PROVIDED ENTRIES: Begin

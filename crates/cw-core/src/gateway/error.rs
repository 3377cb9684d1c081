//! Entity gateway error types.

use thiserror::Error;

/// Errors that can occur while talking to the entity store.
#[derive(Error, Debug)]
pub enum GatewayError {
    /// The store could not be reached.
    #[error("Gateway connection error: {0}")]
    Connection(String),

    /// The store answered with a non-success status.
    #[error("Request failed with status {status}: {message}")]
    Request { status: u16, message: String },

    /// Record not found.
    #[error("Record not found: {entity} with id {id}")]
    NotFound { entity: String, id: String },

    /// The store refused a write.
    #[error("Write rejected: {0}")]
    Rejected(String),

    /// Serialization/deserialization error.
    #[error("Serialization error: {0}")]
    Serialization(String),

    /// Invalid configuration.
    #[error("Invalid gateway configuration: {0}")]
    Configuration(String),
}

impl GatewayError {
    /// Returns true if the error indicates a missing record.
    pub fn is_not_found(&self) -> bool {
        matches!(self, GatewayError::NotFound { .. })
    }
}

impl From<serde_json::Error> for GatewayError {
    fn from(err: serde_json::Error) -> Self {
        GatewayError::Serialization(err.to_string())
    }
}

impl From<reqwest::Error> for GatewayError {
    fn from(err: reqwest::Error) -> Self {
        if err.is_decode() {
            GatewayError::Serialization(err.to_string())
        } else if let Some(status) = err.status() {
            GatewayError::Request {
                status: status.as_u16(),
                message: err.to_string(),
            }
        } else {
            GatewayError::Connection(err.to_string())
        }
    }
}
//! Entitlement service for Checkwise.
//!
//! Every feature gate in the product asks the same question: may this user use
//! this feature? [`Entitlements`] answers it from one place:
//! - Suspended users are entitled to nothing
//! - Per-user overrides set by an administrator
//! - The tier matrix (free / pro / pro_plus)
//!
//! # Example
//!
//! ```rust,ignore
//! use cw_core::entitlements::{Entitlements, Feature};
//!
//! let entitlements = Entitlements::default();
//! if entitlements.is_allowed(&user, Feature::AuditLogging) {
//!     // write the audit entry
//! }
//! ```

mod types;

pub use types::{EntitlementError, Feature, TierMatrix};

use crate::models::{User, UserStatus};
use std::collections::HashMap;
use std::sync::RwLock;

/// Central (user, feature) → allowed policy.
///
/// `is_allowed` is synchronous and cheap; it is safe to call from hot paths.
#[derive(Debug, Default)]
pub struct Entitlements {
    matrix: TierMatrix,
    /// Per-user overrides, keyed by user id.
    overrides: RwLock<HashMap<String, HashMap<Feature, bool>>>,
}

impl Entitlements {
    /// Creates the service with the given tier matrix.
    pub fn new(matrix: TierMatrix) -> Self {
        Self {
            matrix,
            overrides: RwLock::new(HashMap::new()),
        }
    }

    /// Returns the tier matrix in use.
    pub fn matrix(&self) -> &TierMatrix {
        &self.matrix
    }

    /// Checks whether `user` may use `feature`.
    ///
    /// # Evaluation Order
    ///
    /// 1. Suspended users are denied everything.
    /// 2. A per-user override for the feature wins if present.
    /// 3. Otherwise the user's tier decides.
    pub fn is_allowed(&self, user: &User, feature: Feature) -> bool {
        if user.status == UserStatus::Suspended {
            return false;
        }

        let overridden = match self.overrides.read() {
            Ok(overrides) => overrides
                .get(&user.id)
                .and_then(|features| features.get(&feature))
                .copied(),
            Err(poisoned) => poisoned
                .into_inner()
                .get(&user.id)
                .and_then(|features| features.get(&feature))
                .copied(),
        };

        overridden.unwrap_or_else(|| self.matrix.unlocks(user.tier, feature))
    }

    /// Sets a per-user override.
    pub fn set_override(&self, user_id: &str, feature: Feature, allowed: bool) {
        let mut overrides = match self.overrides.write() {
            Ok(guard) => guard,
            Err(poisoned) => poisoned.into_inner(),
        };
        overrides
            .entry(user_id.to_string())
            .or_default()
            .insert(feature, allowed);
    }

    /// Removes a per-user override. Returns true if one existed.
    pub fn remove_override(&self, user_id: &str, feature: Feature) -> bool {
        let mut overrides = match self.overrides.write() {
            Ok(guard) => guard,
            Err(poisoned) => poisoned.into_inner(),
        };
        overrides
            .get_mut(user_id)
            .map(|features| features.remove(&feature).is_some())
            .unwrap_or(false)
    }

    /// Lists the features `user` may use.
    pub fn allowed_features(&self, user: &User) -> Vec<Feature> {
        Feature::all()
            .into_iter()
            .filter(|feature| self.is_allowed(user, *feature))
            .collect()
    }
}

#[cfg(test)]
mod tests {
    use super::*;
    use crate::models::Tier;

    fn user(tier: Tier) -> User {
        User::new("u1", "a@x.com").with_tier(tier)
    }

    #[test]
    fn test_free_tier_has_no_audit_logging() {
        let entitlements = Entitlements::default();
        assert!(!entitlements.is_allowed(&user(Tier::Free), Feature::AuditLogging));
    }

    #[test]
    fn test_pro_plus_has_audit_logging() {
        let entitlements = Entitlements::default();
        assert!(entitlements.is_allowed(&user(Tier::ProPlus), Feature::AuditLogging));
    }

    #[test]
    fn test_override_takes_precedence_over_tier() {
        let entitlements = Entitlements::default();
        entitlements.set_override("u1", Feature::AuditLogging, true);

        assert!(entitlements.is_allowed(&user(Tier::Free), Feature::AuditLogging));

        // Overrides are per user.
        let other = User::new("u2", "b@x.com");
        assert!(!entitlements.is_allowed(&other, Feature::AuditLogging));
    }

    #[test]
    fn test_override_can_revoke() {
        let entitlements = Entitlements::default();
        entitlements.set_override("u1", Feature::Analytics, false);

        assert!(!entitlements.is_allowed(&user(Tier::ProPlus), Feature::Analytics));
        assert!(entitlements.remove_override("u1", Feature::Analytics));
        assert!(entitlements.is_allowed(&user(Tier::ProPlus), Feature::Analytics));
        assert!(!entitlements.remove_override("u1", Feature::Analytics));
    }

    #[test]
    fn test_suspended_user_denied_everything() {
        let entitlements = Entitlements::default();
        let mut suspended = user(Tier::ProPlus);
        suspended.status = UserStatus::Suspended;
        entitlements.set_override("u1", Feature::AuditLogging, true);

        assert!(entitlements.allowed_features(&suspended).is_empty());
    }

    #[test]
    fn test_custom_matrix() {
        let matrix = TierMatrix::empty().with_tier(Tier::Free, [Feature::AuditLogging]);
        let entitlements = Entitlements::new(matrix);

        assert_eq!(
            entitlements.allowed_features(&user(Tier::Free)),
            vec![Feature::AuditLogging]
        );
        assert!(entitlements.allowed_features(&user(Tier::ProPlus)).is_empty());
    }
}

PROVIDED ENTRIES: End

TASK ITEM → Go through the entries and copy each line holding the string "true".

RESPONSE →
    /// Returns true if the error indicates a missing record.
    /// Removes a per-user override. Returns true if one existed.
        entitlements.set_override("u1", Feature::AuditLogging, true);
        entitlements.set_override("u1", Feature::AuditLogging, true);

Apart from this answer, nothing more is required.